8 years ago I lost my best friend who was like a sister to me. She was Albanian and I met her in Albania but she passed away when I was in Australia. This alone would have been challenging but she died with pregnancy complications which has made it very difficult to discuss with friends. Every mothers day and Christmas is challenging as is new years eve. This year seems worse than normal, but I struggle to find people to talk to about it because pregnancy can be such a sensitive topic. This year I know 3 people who are expecting about the tine my friend was due but I am also hoping to return to Albania. Is there anyone who has experience in grieving in a setting that is hard to talk about and if so what have you found helpful. Sadly when I am at my worst with this there seems to be limited help available, due to b the time of year, though I do have a GP appointment booked this week.
Hi Nat, welcome
What have I found helpful with grief in general? It is limited and individuals grieve differently but?
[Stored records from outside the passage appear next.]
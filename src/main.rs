/*!
 * Fair Scheduler - Demo Entry Point
 *
 * Runs the recursive-validator workload against a live scheduler:
 * - Bursts of Immediate validators that each re-enqueue a follow-up check
 * - A steady stream of Deferred "I/O completions"
 * - Periodic metrics and starvation health reports
 *
 * Ctrl+C performs a graceful shutdown.
 */

use fair_scheduler::monitoring::MetricsCollector;
use fair_scheduler::{
    init_tracing, Health, Scheduler, SchedulerConfig, SchedulerHandle, SchedulerResult, ShutdownMode,
    StarvationDetector,
};
use miette::IntoDiagnostic;
use std::sync::Arc;
use std::time::{Duration, Instant};
use tracing::{debug, info, warn};

/// Validators launched per burst
const VALIDATORS_PER_BURST: u64 = 10_000;

/// Follow-up checks each validator schedules for itself
const VALIDATION_DEPTH: u32 = 1;

/// Deferred "I/O completion" cadence
const IO_INTERVAL: Duration = Duration::from_millis(10);

/// Metrics report and validator burst cadence
const REPORT_INTERVAL: Duration = Duration::from_secs(1);

#[tokio::main]
async fn main() -> miette::Result<()> {
    init_tracing();

    info!("Fair scheduler demo starting...");
    let config = SchedulerConfig::from_env()?;
    info!(
        max_immediate_per_tick = config.max_immediate_per_tick,
        starvation_window_ms = config.max_starvation_window.as_millis() as u64,
        "Configuration loaded"
    );

    let collector = Arc::new(MetricsCollector::new());
    let scheduler = Scheduler::builder()
        .with_config(config.clone())
        .with_collector(Arc::clone(&collector))
        .build()?;
    let detector = StarvationDetector::new(config.max_starvation_window);

    scheduler.start()?;
    let handle = scheduler.handle();
    info!("Scheduler running - press Ctrl+C to exit");

    let mut io = tokio::time::interval(IO_INTERVAL);
    let mut report = tokio::time::interval(REPORT_INTERVAL);
    let ctrl_c = tokio::signal::ctrl_c();
    tokio::pin!(ctrl_c);

    let mut record: u64 = 0;
    loop {
        tokio::select! {
            result = &mut ctrl_c => {
                result.into_diagnostic()?;
                info!("Shutdown signal received");
                break;
            }
            _ = io.tick() => {
                deliver_io_completion(&handle)?;
            }
            _ = report.tick() => {
                let snapshot = handle.metrics();
                collector.record_snapshot(&snapshot);
                match detector.assess(&snapshot) {
                    Health::Healthy => {}
                    health => warn!(health = ?health, queued = snapshot.total_depth(), "Deferred work is lagging"),
                }
                info!(metrics = %snapshot.to_json().into_diagnostic()?, "Scheduler metrics");

                launch_validators(&handle, record, VALIDATORS_PER_BURST)?;
                record += VALIDATORS_PER_BURST;
            }
        }
    }

    let shutdown = tokio::task::spawn_blocking(move || scheduler.stop(ShutdownMode::Graceful))
        .await
        .into_diagnostic()?;
    info!(
        executed = shutdown.executed,
        discarded = shutdown.discarded,
        "Scheduler stopped"
    );

    let totals = collector.snapshot();
    info!(
        collected = %serde_json::to_string(&totals).into_diagnostic()?,
        "Final collector snapshot"
    );
    Ok(())
}

/// Enqueue a Deferred task standing in for an I/O callback
fn deliver_io_completion(handle: &SchedulerHandle) -> SchedulerResult<()> {
    let issued = Instant::now();
    handle.deferred(move || {
        debug!(
            waited_us = issued.elapsed().as_micros() as u64,
            "I/O completion delivered"
        );
    })?;
    Ok(())
}

/// Enqueue `count` validators starting at record `first`
fn launch_validators(handle: &SchedulerHandle, first: u64, count: u64) -> SchedulerResult<()> {
    for record in first..first + count {
        let next = handle.clone();
        handle.immediate(move || validate(next, record, VALIDATION_DEPTH))?;
    }
    Ok(())
}

/// Check one record, then schedule its follow-up check
fn validate(handle: SchedulerHandle, record: u64, depth: u32) {
    std::hint::black_box(checksum(record));

    if depth > 0 {
        let next = handle.clone();
        if let Err(e) = handle.immediate(move || validate(next, record, depth - 1)) {
            debug!(record, error = %e, "Follow-up validation dropped");
        }
    }
}

fn checksum(record: u64) -> u64 {
    (0..64u64).fold(record, |acc, i| acc.rotate_left(5) ^ i.wrapping_mul(0x9E37_79B9_7F4A_7C15))
}
/*!
 * Scheduler Monitoring
 * Metrics export, starvation detection and tracing setup
 */

mod metrics;
mod starvation;
mod tracer;

pub use metrics::{CollectorSnapshot, HistogramStats, MetricsCollector};
pub use starvation::{Health, StarvationDetector, WaitStats};
pub use tracer::{init_tracing, ENV_TRACE_JSON};

pub(crate) use tracer::TaskSpan;
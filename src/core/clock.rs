/*!
 * Time Source
 *
 * The scheduler never calls `Instant::now()` directly; every timestamp (task
 * enqueue time, starvation clock, drain deadlines) comes from an injected
 * [`Clock`]. Production uses [`SystemClock`]; tests drive [`ManualClock`] by
 * hand so timing properties can be asserted without sleeping.
 */

use std::fmt;
use std::sync::atomic::{AtomicU64, Ordering};
use std::sync::Arc;
use std::time::{Duration, Instant};

/// Monotonic time source
pub trait Clock: Send + Sync {
    /// Current instant
    fn now(&self) -> Instant;
}

/// Wall clock backed by `Instant::now()`
#[derive(Debug, Clone, Copy, Default)]
pub struct SystemClock;

impl Clock for SystemClock {
    #[inline(always)]
    fn now(&self) -> Instant {
        Instant::now()
    }
}

/// Hand-driven clock
///
/// Cloning shares the underlying time, so a test can hold one clone and pass
/// another to the scheduler (or into tasks that simulate work by advancing
/// time).
#[derive(Clone)]
pub struct ManualClock {
    origin: Instant,
    offset_nanos: Arc<AtomicU64>,
}

impl ManualClock {
    pub fn new() -> Self {
        Self {
            origin: Instant::now(),
            offset_nanos: Arc::new(AtomicU64::new(0)),
        }
    }

    /// Move time forward
    pub fn advance(&self, by: Duration) {
        self.offset_nanos
            .fetch_add(by.as_nanos() as u64, Ordering::SeqCst);
    }

    /// Time elapsed since the clock was created
    pub fn elapsed(&self) -> Duration {
        Duration::from_nanos(self.offset_nanos.load(Ordering::SeqCst))
    }
}

impl Default for ManualClock {
    fn default() -> Self {
        Self::new()
    }
}

impl fmt::Debug for ManualClock {
    fn fmt(&self, f: &mut fmt::Formatter<'_>) -> fmt::Result {
        f.debug_struct("ManualClock")
            .field("elapsed", &self.elapsed())
            .finish()
    }
}

impl Clock for ManualClock {
    #[inline]
    fn now(&self) -> Instant {
        self.origin + self.elapsed()
    }
}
My lovely dad passed in 1992
An old porch chair where my dad once sat
A smoke in his hand and slippers on a mat
I remember when he’d laugh and smile at me
And I’d return the honor almost instantly
My thoughts are such now that dad has passed away
I glance at that empty chair each and every day
Sorrow fills my heart and in a way it’s sad
That I still look at that chair and still smile at my dad
But all’s not lost and I don’t waste my time
Cause I still see his face smiling just like mine
Yes in that old porch chair where my dad once sat
Is his smoke in his hands and slippers on a mat….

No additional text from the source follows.